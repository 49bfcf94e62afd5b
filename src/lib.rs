//! # sepnet
//!
//! Training losses, recurrent layers and data preparation for neural
//! speech separation.
//!
//! Models emit either per-bin embeddings that are clustered into sources, or
//! per-source masks on the mixture spectrogram. This library scores both
//! kinds of output against reference sources on padded batches, with every
//! loss returning an unnormalized sum and its normalizer.
//!
//! ## Features
//!
//! - **Burn Backend**: Losses and layers are generic over Burn backends, so
//!   they run on WGPU for training and on NdArray on the CPU.
//! - **Padding-aware**: Frames past each sequence length never contribute to
//!   a loss or its gradient.
//! - **Permutation invariance**: Source-order-free losses search every
//!   output-to-reference assignment.
//! - **Data preparation**: Feature computers and a simple array record
//!   format for storing features and targets.
//!
//! ## Example
//!
//! ```
//! use sepnet::prelude::*;
//! use burn::backend::NdArray;
//! use burn::tensor::Tensor;
//!
//! type Backend = NdArray;
//!
//! let device = <Backend as burn::tensor::backend::Backend>::Device::default();
//!
//! // One frame, two bins, two sources; each bin belongs to one source.
//! let inputs = LossInputs::<Backend>::new()
//!     .with_target("binary_targets", Tensor::<Backend, 3>::from_floats([[[1.0, 0.0, 0.0, 1.0]]], &device))
//!     .with_target("usedbins", Tensor::<Backend, 3>::ones([1, 1, 2], &device))
//!     .with_logits("bin_emb", Tensor::<Backend, 3>::from_floats([[[1.0, 0.0, 0.0, 1.0]]], &device))
//!     .with_seq_length("bin_emb", vec![1]);
//!
//! let computer = LossComputer::new(LossConfig::new().batch_size(1)).expect("valid config");
//! let output = computer.compute(&inputs).expect("Failed to compute loss");
//! assert!(output.mean().unwrap().abs() < 1e-5);
//! ```

pub mod errors;
pub mod features;
pub mod layers;
pub mod loss_computers;
pub mod ops;
pub mod writers;

// Re-exports for convenience
pub use errors::{Result, SeparationError};
pub use layers::activation::Activation;
pub use loss_computers::{LossComputer, LossConfig, LossInputs, LossKind};
pub use ops::LossOutput;

/// Backend type alias for WGPU with autodiff support.
pub type Backend = burn::backend::Autodiff<burn::backend::Wgpu>;

/// Backend type for inference (no autodiff).
pub type InferenceBackend = burn::backend::Wgpu;

/// Prelude module for convenient imports.
pub mod prelude {
    pub use crate::errors::{Result, SeparationError};
    pub use crate::features::{FeatureComputer, FeatureConfig, FeatureKind, feature_computer};
    pub use crate::layers::{Activation, DbResetLstm, DbResetLstmConfig};
    pub use crate::loss_computers::{BatchTensor, LossComputer, LossConfig, LossInputs, LossKind};
    pub use crate::ops::{LossOutput, PermutationSearch};
    pub use crate::writers::{ArrayRecord, ArrayRecordReader, ArrayRecordWriter};
    pub use crate::{Backend, InferenceBackend};
}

========

Set down every line of the listing again, exactly.

| Task output |
repository 49bfcf94e62afd5b
filename src/lib.rs
//! # sepnet
//!
//! Training losses, recurrent layers and data preparation for neural
//! speech separation.
//!
//! Models emit either per-bin embeddings that are clustered into sources, or
//! per-source masks on the mixture spectrogram. This library scores both
//! kinds of output against reference sources on padded batches, with every
//! loss returning an unnormalized sum and its normalizer.
//!
//! ## Features
//!
//! - **Burn Backend**: Losses and layers are generic over Burn backends, so
//!   they run on WGPU for training and on NdArray on the CPU.
//! - **Padding-aware**: Frames past each sequence length never contribute to
//!   a loss or its gradient.
//! - **Permutation invariance**: Source-order-free losses search every
//!   output-to-reference assignment.
//! - **Data preparation**: Feature computers and a simple array record
//!   format for storing features and targets.
//!
//! ## Example
//!
//! ```
//! use sepnet::prelude::*;
//! use burn::backend::NdArray;
//! use burn::tensor::Tensor;
//!
//! type Backend = NdArray;
//!
//! let device = <Backend as burn::tensor::backend::Backend>::Device::default();
//!
//! // One frame, two bins, two sources; each bin belongs to one source.
//! let inputs = LossInputs::<Backend>::new()
//!     .with_target("binary_targets", Tensor::<Backend, 3>::from_floats([[[1.0, 0.0, 0.0, 1.0]]], &device))
//!     .with_target("usedbins", Tensor::<Backend, 3>::ones([1, 1, 2], &device))
//!     .with_logits("bin_emb", Tensor::<Backend, 3>::from_floats([[[1.0, 0.0, 0.0, 1.0]]], &device))
//!     .with_seq_length("bin_emb", vec![1]);
//!
//! let computer = LossComputer::new(LossConfig::new().batch_size(1)).expect("valid config");
//! let output = computer.compute(&inputs).expect("Failed to compute loss");
//! assert!(output.mean().unwrap().abs() < 1e-5);
//! ```

pub mod errors;
pub mod features;
pub mod layers;
pub mod loss_computers;
pub mod ops;
pub mod writers;

// Re-exports for convenience
pub use errors::{Result, SeparationError};
pub use layers::activation::Activation;
pub use loss_computers::{LossComputer, LossConfig, LossInputs, LossKind};
pub use ops::LossOutput;

/// Backend type alias for WGPU with autodiff support.
pub type Backend = burn::backend::Autodiff<burn::backend::Wgpu>;

/// Backend type for inference (no autodiff).
pub type InferenceBackend = burn::backend::Wgpu;

/// Prelude module for convenient imports.
pub mod prelude {
    pub use crate::errors::{Result, SeparationError};
    pub use crate::features::{FeatureComputer, FeatureConfig, FeatureKind, feature_computer};
    pub use crate::layers::{Activation, DbResetLstm, DbResetLstmConfig};
    pub use crate::loss_computers::{BatchTensor, LossComputer, LossConfig, LossInputs, LossKind};
    pub use crate::ops::{LossOutput, PermutationSearch};
    pub use crate::writers::{ArrayRecord, ArrayRecordReader, ArrayRecordWriter};
    pub use crate::{Backend, InferenceBackend};
}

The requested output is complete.